*** Information shown
//! Database query functions for the `adjustment_events` table.
//!
//! Events are append-only; the only permitted update is the guarded
//! `pending -> applied | error` transition, enforced here with a
//! `WHERE status = 'pending'` clause so a terminal event can never be
//! rewritten.

use anyhow::{Context, Result};
use sqlx::PgPool;
use uuid::Uuid;

use crate::models::AdjustmentEvent;

/// Insert a new `pending` event. Recorded before the model is invoked so a
/// stuck call is still visible in the history.
pub async fn insert_pending_event(
    pool: &PgPool,
    plan_id: Uuid,
    prompt: &str,
    thread_id: &str,
) -> Result<AdjustmentEvent> {
    let event = sqlx::query_as::<_, AdjustmentEvent>(
        "INSERT INTO adjustment_events (plan_id, prompt, thread_id) \
         VALUES ($1, $2, $3) \
         RETURNING *",
    )
    .bind(plan_id)
    .bind(prompt)
    .bind(thread_id)
    .fetch_one(pool)
    .await
    .with_context(|| format!("failed to insert adjustment event for plan {plan_id}"))?;

    Ok(event)
}

/// Fetch a single event by ID.
pub async fn get_event(pool: &PgPool, id: Uuid) -> Result<Option<AdjustmentEvent>> {
    let event = sqlx::query_as::<_, AdjustmentEvent>(
        "SELECT * FROM adjustment_events WHERE id = $1",
    )
    .bind(id)
    .fetch_optional(pool)
    .await
    .context("failed to fetch adjustment event")?;

    Ok(event)
}

/// Transition `pending -> applied`. Returns affected rows: 0 means the
/// event is missing or already terminal.
pub async fn mark_applied_pending(
    pool: &PgPool,
    id: Uuid,
    summary: &str,
    latency_ms: i64,
) -> Result<u64> {
    let result = sqlx::query(
        "UPDATE adjustment_events \
         SET status = 'applied', summary = $1, latency_ms = $2, \
             applied_at = now(), updated_at = now() \
         WHERE id = $3 AND status = 'pending'",
    )
    .bind(summary)
    .bind(latency_ms)
    .bind(id)
    .execute(pool)
    .await
    .context("failed to mark adjustment event applied")?;

    Ok(result.rows_affected())
}

/// Transition `pending -> error`. Returns affected rows: 0 means the event
/// is missing or already terminal.
pub async fn mark_error_pending(pool: &PgPool, id: Uuid, error: &str) -> Result<u64> {
    let result = sqlx::query(
        "UPDATE adjustment_events \
         SET status = 'error', error = $1, updated_at = now() \
         WHERE id = $2 AND status = 'pending'",
    )
    .bind(error)
    .bind(id)
    .execute(pool)
    .await
    .context("failed to mark adjustment event errored")?;

    Ok(result.rows_affected())
}

/// List a plan's events, newest first, capped at `limit`.
pub async fn list_events_for_plan(
    pool: &PgPool,
    plan_id: Uuid,
    limit: i64,
) -> Result<Vec<AdjustmentEvent>> {
    let events = sqlx::query_as::<_, AdjustmentEvent>(
        "SELECT * FROM adjustment_events \
         WHERE plan_id = $1 \
         ORDER BY created_at DESC \
         LIMIT $2",
    )
    .bind(plan_id)
    .bind(limit)
    .fetch_all(pool)
    .await
    .with_context(|| format!("failed to list adjustment events for plan {plan_id}"))?;

    Ok(events)
}

/// Delete all events for a plan. Only called from full plan deletion.
pub async fn delete_events_for_plan(pool: &PgPool, plan_id: Uuid) -> Result<u64> {
    let result = sqlx::query("DELETE FROM adjustment_events WHERE plan_id = $1")
        .bind(plan_id)
        .execute(pool)
        .await
        .context("failed to delete adjustment events")?;

    Ok(result.rows_affected())
}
******
_Problem statement_
Write out every line from the entries where "PgPool" appears.

_Finished exercise_
use sqlx::PgPool;
    pool: &PgPool,
pub async fn get_event(pool: &PgPool, id: Uuid) -> Result<Option<AdjustmentEvent>> {
    pool: &PgPool,
pub async fn mark_error_pending(pool: &PgPool, id: Uuid, error: &str) -> Result<u64> {
    pool: &PgPool,
pub async fn delete_events_for_plan(pool: &PgPool, plan_id: Uuid) -> Result<u64> {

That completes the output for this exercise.